The digital hiccups were mostly minor irritations, however, in the transmission of a production that, if not quite great, was still quite good, and certainly better than the Christopher Plummer or Ian McKellen versions that have recently passed through New York. Director Michael Grandage has said he considers Lear to be "a political play," and this was evident in his concise cutting of the text; in this version (unlike in so many others!) you always understood just what the balance of power was between the ruthless junior royals. Beyond that, Grandage doesn't seem to have had any big new ideas about the play, but he has a lean, driving style that served it well, and a directorial habit (a good one in popular versions of the classics) of making each transition a clean statement (at the moment that Lear's mind broke, for instance, Jacobi let out an impressively deranged scream).

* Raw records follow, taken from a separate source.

//! JS runtime wrapper: a `v8` isolate plus the `osm:bt` bindings (`§4.2`,
//! `§4.5`).
//!
//! Everything here is only ever touched from the Event Loop thread (see
//! `crate::bridge::run_event_loop`); the types are not `Sync` and mostly
//! not `Send` either, by design — the `Bridge` is the only thing allowed
//! to smuggle work across onto this thread.

pub mod binding;
pub mod convert;
pub mod leaf;

use crate::blackboard::BlackboardArc;
use crate::bt::{Node, Status};
use crate::error::{BridgeError, BridgeResult};

use std::cell::RefCell;
use std::collections::HashMap as StdHashMap;
use std::rc::Rc;
use std::sync::Once;

/// Options accepted by [`JsRuntime::new`]. Intentionally small: the
/// system embeds one runtime per Bridge, not a general-purpose JS host.
#[derive(Debug, Default, Clone)]
pub struct JsRuntimeOptions {
  pub v8_flags: Vec<String>,
}

/// A host-side view of a JS value, used at the `SetGlobal`/`GetGlobal`
/// boundary (`§4.2`). Deliberately does not cover arrays/objects —
/// structured data crosses the boundary through the Blackboard or through
/// `osm:bt`'s own node/tick plumbing instead.
#[derive(Debug, Clone, PartialEq)]
pub enum JsValue {
  Null,
  Undefined,
  Bool(bool),
  Number(f64),
  String(String),
}

/// A resolved, callable JS value (`GetCallable`). Holds a persistent
/// handle so it outlives the `HandleScope` it was looked up in.
pub struct JsFunction {
  pub(crate) func: v8::Global<v8::Function>,
}

/// Identifies one in-flight call to a JS leaf function across repeated
/// polls (`crate::bridge` drives this by resubmitting `poll_leaf` jobs
/// until it settles).
#[derive(Debug, Clone, Copy, PartialEq, Eq, Hash)]
pub struct LeafCallId(u64);

enum LeafCallState {
  Pending(v8::Global<v8::Promise>),
  Settled(Result<Status, String>),
}

pub(crate) struct JsRuntimeState {
  context: v8::Global<v8::Context>,
  pending_leaf_calls: StdHashMap<u64, LeafCallState>,
  next_leaf_call_id: u64,
  /// Installed once by the owning `Bridge` right after construction, so
  /// `createLeafNode`/`createBlockingLeafNode` (`binding.rs`) can wire up
  /// leaves that tick from any host thread.
  leaf_scheduler: Option<leaf::LeafScheduler>,
  /// Installed once by the owning `Bridge`, so `tick(node)` (`binding.rs`)
  /// can turn a [`crate::bt::Outcome::Pending`] into a real `Promise`
  /// instead of blocking the Event Loop thread on it.
  promise_bridge: Option<PromiseBridge>,
  /// The Bridge's single `Manager` and its shutdown signal, installed once
  /// so `newTicker(intervalMillis, node)` (`binding.rs`) can hand new
  /// tickers a way to stop in step with the Bridge (`§4.6`).
  manager_context: Option<(std::sync::Arc<crate::bt::manager::Manager>, tokio::sync::watch::Receiver<bool>)>,
}

/// Lets a native v8 callback spawn a Rust future off the Event Loop
/// thread and get notified back on it once the future resolves, so it
/// can settle a `v8::PromiseResolver` it created before returning.
#[derive(Clone)]
pub struct PromiseBridge {
  pub handle: tokio::runtime::Handle,
  /// Schedules a job back onto the Event Loop thread. Mirrors
  /// `crate::bridge::Bridge::run_on_loop` without naming that type (see
  /// `js/leaf.rs` for why this crate avoids depending on `crate::bridge`).
  pub run_on_loop: std::sync::Arc<dyn Fn(Box<dyn FnOnce(&mut JsRuntime) + Send>) -> bool + Send + Sync>,
}

fn init_v8_platform() {
  static V8_INIT: Once = Once::new();
  V8_INIT.call_once(|| {
    let platform = v8::new_default_platform(0, false).make_shared();
    v8::V8::initialize_platform(platform);
    v8::V8::initialize();
  });
}

/// One JS execution context bound to one `v8` isolate. Owned exclusively
/// by the Event Loop thread.
pub struct JsRuntime {
  isolate: v8::OwnedIsolate,
  state: Rc<RefCell<JsRuntimeState>>,
}

impl JsRuntime {
  pub fn new(options: JsRuntimeOptions) -> Self {
    init_v8_platform();
    if !options.v8_flags.is_empty() {
      v8::V8::set_flags_from_string(&options.v8_flags.join(" "));
    }

    let mut isolate = v8::Isolate::new(v8::CreateParams::default());
    let context = {
      let scope = &mut v8::HandleScope::new(&mut isolate);
      let context = binding::create_new_context(scope);
      v8::Global::new(scope, context)
    };

    let state = Rc::new(RefCell::new(JsRuntimeState {
      context,
      pending_leaf_calls: StdHashMap::new(),
      next_leaf_call_id: 1,
      leaf_scheduler: None,
      promise_bridge: None,
      manager_context: None,
    }));

    // `binding.rs`'s native function callbacks retrieve this slot to reach
    // back into host state (the leaf scheduler, pending calls) without
    // capturing anything in a closure (`v8::FunctionTemplate` callbacks
    // are plain function pointers).
    isolate.set_slot(state.clone());

    JsRuntime { isolate, state }
  }

  /// Installs the `osm:bt` surface (`§4.5`) as `globalThis.bt`.
  pub fn init_environment(&mut self) {
    let scope = &mut self.handle_scope();
    binding::install_bt_module(scope);
  }

  /// Called once by the owning `Bridge`, immediately after construction,
  /// to give `createLeafNode`/`createBlockingLeafNode` a way to schedule
  /// JS calls from whatever host thread later ticks the resulting node.
  pub fn set_leaf_scheduler(&mut self, scheduler: leaf::LeafScheduler) {
    self.state.borrow_mut().leaf_scheduler = Some(scheduler);
  }

  pub(crate) fn leaf_scheduler(&self) -> Option<leaf::LeafScheduler> {
    self.state.borrow().leaf_scheduler.clone()
  }

  /// Called once by the owning `Bridge`, immediately after construction,
  /// so `tick(node)` (`binding.rs`) can settle a `Promise` for a pending
  /// outcome from off-thread.
  pub fn set_promise_bridge(&mut self, bridge: PromiseBridge) {
    self.state.borrow_mut().promise_bridge = Some(bridge);
  }

  pub(crate) fn promise_bridge(&self) -> Option<PromiseBridge> {
    self.state.borrow().promise_bridge.clone()
  }

  /// Called once by the owning `Bridge`, so `newTicker` (`binding.rs`) can
  /// create tickers bound to the Bridge's manager and shutdown signal.
  pub fn set_manager_context(
    &mut self,
    manager: std::sync::Arc<crate::bt::manager::Manager>,
    bridge_shutdown: tokio::sync::watch::Receiver<bool>,
  ) {
    self.state.borrow_mut().manager_context = Some((manager, bridge_shutdown));
  }

  pub(crate) fn manager_context(
    &self,
  ) -> Option<(std::sync::Arc<crate::bt::manager::Manager>, tokio::sync::watch::Receiver<bool>)> {
    self.state.borrow().manager_context.clone()
  }

  fn handle_scope(&mut self) -> v8::HandleScope<'_> {
    let context = self.state.borrow().context.clone();
    v8::HandleScope::with_context(&mut self.isolate, context)
  }

  /// `LoadScript(name, source)` (`§4.2`).
  pub fn load_script(&mut self, name: &str, source: &str) -> BridgeResult<()> {
    let scope = &mut self.handle_scope();
    let tc_scope = &mut v8::TryCatch::new(scope);

    let src = v8::String::new(tc_scope, source).ok_or_else(|| BridgeError::CompileError {
      name: name.to_string(),
      message: "source is not representable as a v8 string".to_string(),
    })?;
    let origin = convert::script_origin(tc_scope, name);

    let script = match v8::Script::compile(tc_scope, src, Some(&origin)) {
      Some(script) => script,
      None => {
        return Err(BridgeError::CompileError {
          name: name.to_string(),
          message: convert::exception_message(tc_scope),
        });
      }
    };

    match script.run(tc_scope) {
      Some(_) => Ok(()),
      None => Err(BridgeError::RuntimeError {
        name: name.to_string(),
        message: convert::exception_message(tc_scope),
      }),
    }
  }

  pub fn set_global(&mut self, name: &str, value: JsValue) {
    let scope = &mut self.handle_scope();
    let global = scope.get_current_context().global(scope);
    let key = v8::String::new(scope, name).unwrap();
    let v8_value = convert::to_v8(scope, &value);
    global.set(scope, key.into(), v8_value);
  }

  /// `GetGlobal(name) → (value, exists)`; `undefined` is treated as absent
  /// (`§4.2`).
  pub fn get_global(&mut self, name: &str) -> (JsValue, bool) {
    let scope = &mut self.handle_scope();
    let global = scope.get_current_context().global(scope);
    let key = v8::String::new(scope, name).unwrap();
    match global.get(scope, key.into()) {
      Some(value) if !value.is_undefined() => (convert::from_v8(scope, value), true),
      _ => (JsValue::Undefined, false),
    }
  }

  pub fn get_callable(&mut self, name: &str) -> BridgeResult<JsFunction> {
    let scope = &mut self.handle_scope();
    let global = scope.get_current_context().global(scope);
    let key = v8::String::new(scope, name).unwrap();
    let value = global.get(scope, key.into());

    let value = match value {
      Some(value) if !value.is_undefined() => value,
      _ => return Err(BridgeError::NotFoundError(name.to_string())),
    };

    let func = v8::Local::<v8::Function>::try_from(value)
      .map_err(|_| BridgeError::NotCallableError(name.to_string()))?;
    Ok(JsFunction {
      func: v8::Global::new(scope, func),
    })
  }

  /// Reads `name` off the global object and unwraps it as a `bt.Node`
  /// handle, for CLI-style entry points that build a tree at script load
  /// time and hand it back as a plain global rather than through a
  /// leaf/tick call (`jstree_cli` uses this).
  pub fn get_root_node(&mut self, name: &str) -> BridgeResult<Node> {
    let scope = &mut self.handle_scope();
    let global = scope.get_current_context().global(scope);
    let key = v8::String::new(scope, name).unwrap();
    let value = match global.get(scope, key.into()) {
      Some(value) if !value.is_undefined() => value,
      _ => return Err(BridgeError::NotFoundError(name.to_string())),
    };
    binding::unwrap_node(scope, value).ok_or_else(|| BridgeError::NotCallableError(name.to_string()))
  }

  pub fn expose_blackboard(&mut self, name: &str, bb: BlackboardArc) {
    let scope = &mut self.handle_scope();
    let object = binding::build_blackboard_object(scope, bb);
    let global = scope.get_current_context().global(scope);
    let key = v8::String::new(scope, name).unwrap();
    global.set(scope, key.into(), object.into());
  }

  /// Calls `func(children)` once, where `children` is a JS array of
  /// wrapped node handles (empty for `createLeafNode`/
  /// `createBlockingLeafNode`, the node's own children for the generic
  /// `node(tick, ...children)` constructor), and classifies the result: a
  /// direct status string settles immediately, a `Promise` is tracked
  /// under a new [`LeafCallId`] for [`Self::poll_leaf`] to drive to
  /// completion.
  pub fn call_leaf(&mut self, func: &JsFunction, children: &[Node]) -> LeafCallId {
    let state_rc = self.state.clone();
    let scope = &mut self.handle_scope();
    let tc_scope = &mut v8::TryCatch::new(scope);

    let recv = v8::undefined(tc_scope).into();
    let local_func = v8::Local::new(tc_scope, &func.func);
    let children_array = binding::wrap_nodes(tc_scope, children);

    let result = match local_func.call(tc_scope, recv, &[children_array.into()]) {
      Some(value) => classify_leaf_result(tc_scope, value),
      None => LeafCallState::Settled(Err(convert::exception_message(tc_scope))),
    };

    let mut state = state_rc.borrow_mut();
    let id = state.next_leaf_call_id;
    state.next_leaf_call_id += 1;
    state.pending_leaf_calls.insert(id, result);
    LeafCallId(id)
  }

  /// Pumps the microtask queue once and checks whether `id`'s call has
  /// settled. Returns `None` while still pending.
  pub fn poll_leaf(&mut self, id: LeafCallId) -> Option<Result<Status, String>> {
    let state_rc = self.state.clone();
    let scope = &mut self.handle_scope();
    scope.perform_microtask_checkpoint();

    let mut state = state_rc.borrow_mut();
    let entry = state.pending_leaf_calls.get(&id.0)?;
    match entry {
      LeafCallState::Settled(result) => {
        let result = result.clone();
        state.pending_leaf_calls.remove(&id.0);
        Some(result)
      }
      LeafCallState::Pending(promise) => {
        let promise = v8::Local::new(scope, promise);
        match promise.state() {
          v8::PromiseState::Pending => None,
          v8::PromiseState::Fulfilled => {
            let value = promise.result(scope);
            let status = convert::status_from_v8(scope, value)
              .ok_or_else(|| "JS leaf resolved with a non-status value".to_string());
            drop(state);
            let mut state = state_rc.borrow_mut();
            state.pending_leaf_calls.remove(&id.0);
            Some(status)
          }
          v8::PromiseState::Rejected => {
            let value = promise.result(scope);
            let message = value.to_rust_string_lossy(scope);
            drop(state);
            let mut state = state_rc.borrow_mut();
            state.pending_leaf_calls.remove(&id.0);
            Some(Err(message))
          }
        }
      }
    }
  }
}

fn classify_leaf_result(
  scope: &mut v8::TryCatch<v8::HandleScope>,
  value: v8::Local<v8::Value>,
) -> LeafCallState {
  if value.is_promise() {
    let promise = v8::Local::<v8::Promise>::try_from(value).unwrap();
    LeafCallState::Pending(v8::Global::new(scope, promise))
  } else {
    match convert::status_from_v8(scope, value) {
      Some(status) => LeafCallState::Settled(Ok(status)),
      None => LeafCallState::Settled(Err(
        "JS leaf function must return a bt status string or a Promise of one".to_string(),
      )),
    }
  }
}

At first, however, Jacobi seemed to make a rather lightweight Lear; this was no knotty oak, much less a human Everest, and in the early scenes his anger sometimes sounded more like pique. But as this particular actor has made a dramatic specialty out of the sympathetic investigation of human weakness, he had a special angle on Lear's crack-up, and his well-known way with delicacy and tenderness made his reconciliation with Cordelia quite moving, and the terrible finale truly heart-breaking.
The supporting quartet of the storm scenes - Gloucester (Paul Jesson), Kent (Michael Hadley) and especially Edgar (Gwilym Lee) and the Fool (Ron Cook) were all at Jacobi's level, and these sequences were therefore tremendous. Indeed, Jesson and Lee made more of the Gloucester sub-plot than I think I've ever seen actors manage to do; for the first time in my experience, it rivaled the main plot for emotional impact.

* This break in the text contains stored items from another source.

/// Builds the method-bound accessor object exposed by
/// `Bridge::expose_blackboard` (`§4.1` `ExposeToJS`).
pub fn build_blackboard_object<'s>(scope: &mut v8::HandleScope<'s>, bb: BlackboardArc) -> v8::Local<'s, v8::Object> {
  let template = wrapped_object_template(scope);
  let obj = template.new_instance(scope).unwrap();
  let ptr = Box::into_raw(Box::new(bb));
  let external = v8::External::new(scope, ptr as *mut std::ffi::c_void);
  obj.set_internal_field(0, external.into());
  let data: v8::Local<v8::Value> = obj.into();

  let get_fn = v8::Function::builder(blackboard_get_callback).data(data).build(scope).unwrap();
  let has_fn = v8::Function::builder(blackboard_has_callback).data(data).build(scope).unwrap();
  let set_fn = v8::Function::builder(blackboard_set_callback).data(data).build(scope).unwrap();
  let delete_fn = v8::Function::builder(blackboard_delete_callback).data(data).build(scope).unwrap();
  let clear_fn = v8::Function::builder(blackboard_clear_callback).data(data).build(scope).unwrap();
  let keys_fn = v8::Function::builder(blackboard_keys_callback).data(data).build(scope).unwrap();
  let len_fn = v8::Function::builder(blackboard_len_callback).data(data).build(scope).unwrap();
  let is_empty_fn = v8::Function::builder(blackboard_is_empty_callback).data(data).build(scope).unwrap();
  let snapshot_fn = v8::Function::builder(blackboard_snapshot_callback).data(data).build(scope).unwrap();

  let get_key = v8::String::new(scope, "get").unwrap();
  let has_key = v8::String::new(scope, "has").unwrap();
  let set_key = v8::String::new(scope, "set").unwrap();
  let delete_key = v8::String::new(scope, "delete").unwrap();
  let clear_key = v8::String::new(scope, "clear").unwrap();
  let keys_key = v8::String::new(scope, "keys").unwrap();
  let len_key = v8::String::new(scope, "len").unwrap();
  let is_empty_key = v8::String::new(scope, "isEmpty").unwrap();
  let snapshot_key = v8::String::new(scope, "snapshot").unwrap();

  obj.set(scope, get_key.into(), get_fn.into());
  obj.set(scope, has_key.into(), has_fn.into());
  obj.set(scope, set_key.into(), set_fn.into());
  obj.set(scope, delete_key.into(), delete_fn.into());
  obj.set(scope, clear_key.into(), clear_fn.into());
  obj.set(scope, keys_key.into(), keys_fn.into());
  obj.set(scope, len_key.into(), len_fn.into());
  obj.set(scope, is_empty_key.into(), is_empty_fn.into());
  obj.set(scope, snapshot_key.into(), snapshot_fn.into());

  obj
}

/// `new bt.Blackboard()` (`§4.1`, `§4.5`): a fresh, JS-owned board with the
/// same accessor shape as [`build_blackboard_object`]/`ExposeToJS`. Unlike
/// `Bridge::expose_blackboard`, nothing outside the script holds a
/// reference to it unless the host explicitly asked for one.
fn blackboard_constructor_callback(
  scope: &mut v8::HandleScope,
  _args: v8::FunctionCallbackArguments,
  mut rv: v8::ReturnValue,
) {
  let bb = crate::blackboard::Blackboard::shared();
  let obj = build_blackboard_object(scope, bb);
  rv.set(obj.into());
}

Alas, Lear's daughters and their associates weren't in quite the same class. Gina McKee had her moments as a languidly evil Goneril, but Justine Mitchell made a hash of Regan (she seemed to want to play her as sweet rather than weak), and Pippa Bennett-Warner made a pretty but standard-issue Cordelia. Meanwhile as Edmund, Alec Newman lacked the sexy swagger than can make the role a show-stopper, and Gideon Turner just seemed lost as Cornwall.
These gaps slowed, but couldn't stop, the drive of the second half of the play, however, and the terrible last scene was just as shattering as it should be; it struck me that this swift, clean version could eventually become known - should it be issued on DVD or shown on public TV - as the current 'standard' version. There's an encore simulcast tonight at the Coolidge; Shakespeare devotees who can't get out tonight may still want to consider a trip to Brooklyn in May or June. This Lear isn't perfect, but it's worth it.